[INPUT MATERIAL — start]
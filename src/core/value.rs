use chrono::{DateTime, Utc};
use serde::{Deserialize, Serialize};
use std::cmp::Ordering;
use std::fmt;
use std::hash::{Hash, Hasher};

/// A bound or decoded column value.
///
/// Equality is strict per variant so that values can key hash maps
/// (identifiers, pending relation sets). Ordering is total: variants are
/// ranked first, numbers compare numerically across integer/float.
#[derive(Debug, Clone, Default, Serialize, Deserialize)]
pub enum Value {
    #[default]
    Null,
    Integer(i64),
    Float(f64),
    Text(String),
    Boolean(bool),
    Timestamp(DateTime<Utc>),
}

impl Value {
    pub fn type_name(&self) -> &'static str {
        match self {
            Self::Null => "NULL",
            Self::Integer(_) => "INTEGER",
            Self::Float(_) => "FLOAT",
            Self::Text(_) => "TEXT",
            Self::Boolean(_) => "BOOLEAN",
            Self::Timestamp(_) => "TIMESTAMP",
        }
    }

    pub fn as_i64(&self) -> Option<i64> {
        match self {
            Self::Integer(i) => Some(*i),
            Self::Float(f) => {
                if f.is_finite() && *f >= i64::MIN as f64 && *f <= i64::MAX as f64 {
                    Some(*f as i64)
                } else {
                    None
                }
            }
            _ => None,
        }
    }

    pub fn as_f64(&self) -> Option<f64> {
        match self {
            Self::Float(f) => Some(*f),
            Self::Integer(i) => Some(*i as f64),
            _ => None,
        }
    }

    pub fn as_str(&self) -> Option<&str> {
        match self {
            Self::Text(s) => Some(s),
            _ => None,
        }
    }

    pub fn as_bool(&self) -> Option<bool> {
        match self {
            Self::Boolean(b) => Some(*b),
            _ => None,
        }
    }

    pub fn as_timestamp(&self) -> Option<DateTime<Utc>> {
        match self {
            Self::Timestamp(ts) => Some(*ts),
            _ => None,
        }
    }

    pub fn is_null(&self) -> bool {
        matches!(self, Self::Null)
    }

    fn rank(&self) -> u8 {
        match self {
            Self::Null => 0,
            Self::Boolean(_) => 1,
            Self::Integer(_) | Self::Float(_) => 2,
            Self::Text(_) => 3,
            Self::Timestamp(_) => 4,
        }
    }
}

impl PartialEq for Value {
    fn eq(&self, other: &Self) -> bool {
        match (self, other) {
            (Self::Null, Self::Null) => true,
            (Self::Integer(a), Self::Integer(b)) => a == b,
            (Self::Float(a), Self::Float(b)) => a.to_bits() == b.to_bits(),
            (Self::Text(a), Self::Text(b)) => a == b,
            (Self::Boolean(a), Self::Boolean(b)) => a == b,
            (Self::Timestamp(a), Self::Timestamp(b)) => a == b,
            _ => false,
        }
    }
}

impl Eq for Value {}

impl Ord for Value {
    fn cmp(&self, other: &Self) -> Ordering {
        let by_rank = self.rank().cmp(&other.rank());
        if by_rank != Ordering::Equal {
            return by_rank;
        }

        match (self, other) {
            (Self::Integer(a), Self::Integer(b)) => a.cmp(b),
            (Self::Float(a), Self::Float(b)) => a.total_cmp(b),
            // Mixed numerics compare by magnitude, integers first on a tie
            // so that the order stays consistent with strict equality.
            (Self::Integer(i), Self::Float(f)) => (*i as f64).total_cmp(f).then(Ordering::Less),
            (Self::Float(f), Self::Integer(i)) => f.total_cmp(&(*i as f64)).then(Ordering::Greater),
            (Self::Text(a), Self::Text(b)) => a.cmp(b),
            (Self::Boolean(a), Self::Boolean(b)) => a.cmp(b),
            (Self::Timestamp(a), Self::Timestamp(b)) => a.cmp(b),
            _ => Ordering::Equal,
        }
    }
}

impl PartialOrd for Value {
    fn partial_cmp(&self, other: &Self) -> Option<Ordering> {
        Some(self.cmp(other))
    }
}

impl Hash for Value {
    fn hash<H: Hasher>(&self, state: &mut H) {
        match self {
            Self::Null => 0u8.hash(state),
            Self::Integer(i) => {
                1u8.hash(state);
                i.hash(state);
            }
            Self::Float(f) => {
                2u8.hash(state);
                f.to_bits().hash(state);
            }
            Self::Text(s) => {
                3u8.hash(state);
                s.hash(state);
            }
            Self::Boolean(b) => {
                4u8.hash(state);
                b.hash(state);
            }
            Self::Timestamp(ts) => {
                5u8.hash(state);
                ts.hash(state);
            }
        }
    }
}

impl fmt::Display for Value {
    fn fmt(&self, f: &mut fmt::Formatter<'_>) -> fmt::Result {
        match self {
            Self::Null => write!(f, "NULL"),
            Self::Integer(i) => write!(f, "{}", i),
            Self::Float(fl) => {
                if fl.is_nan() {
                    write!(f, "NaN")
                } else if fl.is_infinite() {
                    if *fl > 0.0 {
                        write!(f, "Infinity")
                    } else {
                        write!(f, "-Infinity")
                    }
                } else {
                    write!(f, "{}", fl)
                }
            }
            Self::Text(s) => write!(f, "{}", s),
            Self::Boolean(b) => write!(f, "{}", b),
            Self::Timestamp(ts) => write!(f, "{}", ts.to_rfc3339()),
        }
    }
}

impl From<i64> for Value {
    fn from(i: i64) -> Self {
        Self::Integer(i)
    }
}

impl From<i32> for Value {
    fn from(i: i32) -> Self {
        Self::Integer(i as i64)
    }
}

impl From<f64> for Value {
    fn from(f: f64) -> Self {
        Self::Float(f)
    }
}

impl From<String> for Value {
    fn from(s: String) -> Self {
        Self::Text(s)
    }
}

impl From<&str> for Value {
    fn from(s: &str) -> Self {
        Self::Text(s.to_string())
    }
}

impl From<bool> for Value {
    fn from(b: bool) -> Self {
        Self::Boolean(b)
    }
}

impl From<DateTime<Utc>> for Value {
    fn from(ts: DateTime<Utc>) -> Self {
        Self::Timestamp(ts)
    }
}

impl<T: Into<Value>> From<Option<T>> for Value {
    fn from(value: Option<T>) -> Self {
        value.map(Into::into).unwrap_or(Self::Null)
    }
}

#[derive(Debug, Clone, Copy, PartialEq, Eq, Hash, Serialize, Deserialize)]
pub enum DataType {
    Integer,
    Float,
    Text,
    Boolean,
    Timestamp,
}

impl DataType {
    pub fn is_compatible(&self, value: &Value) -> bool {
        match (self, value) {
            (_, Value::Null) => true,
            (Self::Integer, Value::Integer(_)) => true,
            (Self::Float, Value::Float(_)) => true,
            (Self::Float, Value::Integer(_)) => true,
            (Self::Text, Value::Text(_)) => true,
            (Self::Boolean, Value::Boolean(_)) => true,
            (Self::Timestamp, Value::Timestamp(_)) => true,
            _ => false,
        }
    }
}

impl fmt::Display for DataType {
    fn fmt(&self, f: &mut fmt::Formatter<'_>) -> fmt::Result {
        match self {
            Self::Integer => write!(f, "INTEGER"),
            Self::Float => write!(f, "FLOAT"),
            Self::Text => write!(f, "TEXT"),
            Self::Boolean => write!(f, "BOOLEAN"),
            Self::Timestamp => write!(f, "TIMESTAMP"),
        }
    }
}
[INPUT MATERIAL — finish]
ACTIVITY |
Give back the whole listing above. Keep every character the same.

ANSWER SPACE |
filename src/core/value.rs
use chrono::{DateTime, Utc};
use serde::{Deserialize, Serialize};
use std::cmp::Ordering;
use std::fmt;
use std::hash::{Hash, Hasher};

/// A bound or decoded column value.
///
/// Equality is strict per variant so that values can key hash maps
/// (identifiers, pending relation sets). Ordering is total: variants are
/// ranked first, numbers compare numerically across integer/float.
#[derive(Debug, Clone, Default, Serialize, Deserialize)]
pub enum Value {
    #[default]
    Null,
    Integer(i64),
    Float(f64),
    Text(String),
    Boolean(bool),
    Timestamp(DateTime<Utc>),
}

impl Value {
    pub fn type_name(&self) -> &'static str {
        match self {
            Self::Null => "NULL",
            Self::Integer(_) => "INTEGER",
            Self::Float(_) => "FLOAT",
            Self::Text(_) => "TEXT",
            Self::Boolean(_) => "BOOLEAN",
            Self::Timestamp(_) => "TIMESTAMP",
        }
    }

    pub fn as_i64(&self) -> Option<i64> {
        match self {
            Self::Integer(i) => Some(*i),
            Self::Float(f) => {
                if f.is_finite() && *f >= i64::MIN as f64 && *f <= i64::MAX as f64 {
                    Some(*f as i64)
                } else {
                    None
                }
            }
            _ => None,
        }
    }

    pub fn as_f64(&self) -> Option<f64> {
        match self {
            Self::Float(f) => Some(*f),
            Self::Integer(i) => Some(*i as f64),
            _ => None,
        }
    }

    pub fn as_str(&self) -> Option<&str> {
        match self {
            Self::Text(s) => Some(s),
            _ => None,
        }
    }

    pub fn as_bool(&self) -> Option<bool> {
        match self {
            Self::Boolean(b) => Some(*b),
            _ => None,
        }
    }

    pub fn as_timestamp(&self) -> Option<DateTime<Utc>> {
        match self {
            Self::Timestamp(ts) => Some(*ts),
            _ => None,
        }
    }

    pub fn is_null(&self) -> bool {
        matches!(self, Self::Null)
    }

    fn rank(&self) -> u8 {
        match self {
            Self::Null => 0,
            Self::Boolean(_) => 1,
            Self::Integer(_) | Self::Float(_) => 2,
            Self::Text(_) => 3,
            Self::Timestamp(_) => 4,
        }
    }
}

impl PartialEq for Value {
    fn eq(&self, other: &Self) -> bool {
        match (self, other) {
            (Self::Null, Self::Null) => true,
            (Self::Integer(a), Self::Integer(b)) => a == b,
            (Self::Float(a), Self::Float(b)) => a.to_bits() == b.to_bits(),
            (Self::Text(a), Self::Text(b)) => a == b,
            (Self::Boolean(a), Self::Boolean(b)) => a == b,
            (Self::Timestamp(a), Self::Timestamp(b)) => a == b,
            _ => false,
        }
    }
}

impl Eq for Value {}

impl Ord for Value {
    fn cmp(&self, other: &Self) -> Ordering {
        let by_rank = self.rank().cmp(&other.rank());
        if by_rank != Ordering::Equal {
            return by_rank;
        }

        match (self, other) {
            (Self::Integer(a), Self::Integer(b)) => a.cmp(b),
            (Self::Float(a), Self::Float(b)) => a.total_cmp(b),
            // Mixed numerics compare by magnitude, integers first on a tie
            // so that the order stays consistent with strict equality.
            (Self::Integer(i), Self::Float(f)) => (*i as f64).total_cmp(f).then(Ordering::Less),
            (Self::Float(f), Self::Integer(i)) => f.total_cmp(&(*i as f64)).then(Ordering::Greater),
            (Self::Text(a), Self::Text(b)) => a.cmp(b),
            (Self::Boolean(a), Self::Boolean(b)) => a.cmp(b),
            (Self::Timestamp(a), Self::Timestamp(b)) => a.cmp(b),
            _ => Ordering::Equal,
        }
    }
}

impl PartialOrd for Value {
    fn partial_cmp(&self, other: &Self) -> Option<Ordering> {
        Some(self.cmp(other))
    }
}

impl Hash for Value {
    fn hash<H: Hasher>(&self, state: &mut H) {
        match self {
            Self::Null => 0u8.hash(state),
            Self::Integer(i) => {
                1u8.hash(state);
                i.hash(state);
            }
            Self::Float(f) => {
                2u8.hash(state);
                f.to_bits().hash(state);
            }
            Self::Text(s) => {
                3u8.hash(state);
                s.hash(state);
            }
            Self::Boolean(b) => {
                4u8.hash(state);
                b.hash(state);
            }
            Self::Timestamp(ts) => {
                5u8.hash(state);
                ts.hash(state);
            }
        }
    }
}

impl fmt::Display for Value {
    fn fmt(&self, f: &mut fmt::Formatter<'_>) -> fmt::Result {
        match self {
            Self::Null => write!(f, "NULL"),
            Self::Integer(i) => write!(f, "{}", i),
            Self::Float(fl) => {
                if fl.is_nan() {
                    write!(f, "NaN")
                } else if fl.is_infinite() {
                    if *fl > 0.0 {
                        write!(f, "Infinity")
                    } else {
                        write!(f, "-Infinity")
                    }
                } else {
                    write!(f, "{}", fl)
                }
            }
            Self::Text(s) => write!(f, "{}", s),
            Self::Boolean(b) => write!(f, "{}", b),
            Self::Timestamp(ts) => write!(f, "{}", ts.to_rfc3339()),
        }
    }
}

impl From<i64> for Value {
    fn from(i: i64) -> Self {
        Self::Integer(i)
    }
}

impl From<i32> for Value {
    fn from(i: i32) -> Self {
        Self::Integer(i as i64)
    }
}

impl From<f64> for Value {
    fn from(f: f64) -> Self {
        Self::Float(f)
    }
}

impl From<String> for Value {
    fn from(s: String) -> Self {
        Self::Text(s)
    }
}

impl From<&str> for Value {
    fn from(s: &str) -> Self {
        Self::Text(s.to_string())
    }
}

impl From<bool> for Value {
    fn from(b: bool) -> Self {
        Self::Boolean(b)
    }
}

impl From<DateTime<Utc>> for Value {
    fn from(ts: DateTime<Utc>) -> Self {
        Self::Timestamp(ts)
    }
}

impl<T: Into<Value>> From<Option<T>> for Value {
    fn from(value: Option<T>) -> Self {
        value.map(Into::into).unwrap_or(Self::Null)
    }
}

#[derive(Debug, Clone, Copy, PartialEq, Eq, Hash, Serialize, Deserialize)]
pub enum DataType {
    Integer,
    Float,
    Text,
    Boolean,
    Timestamp,
}

impl DataType {
    pub fn is_compatible(&self, value: &Value) -> bool {
        match (self, value) {
            (_, Value::Null) => true,
            (Self::Integer, Value::Integer(_)) => true,
            (Self::Float, Value::Float(_)) => true,
            (Self::Float, Value::Integer(_)) => true,
            (Self::Text, Value::Text(_)) => true,
            (Self::Boolean, Value::Boolean(_)) => true,
            (Self::Timestamp, Value::Timestamp(_)) => true,
            _ => false,
        }
    }
}

impl fmt::Display for DataType {
    fn fmt(&self, f: &mut fmt::Formatter<'_>) -> fmt::Result {
        match self {
            Self::Integer => write!(f, "INTEGER"),
            Self::Float => write!(f, "FLOAT"),
            Self::Text => write!(f, "TEXT"),
            Self::Boolean => write!(f, "BOOLEAN"),
            Self::Timestamp => write!(f, "TIMESTAMP"),
        }
    }
}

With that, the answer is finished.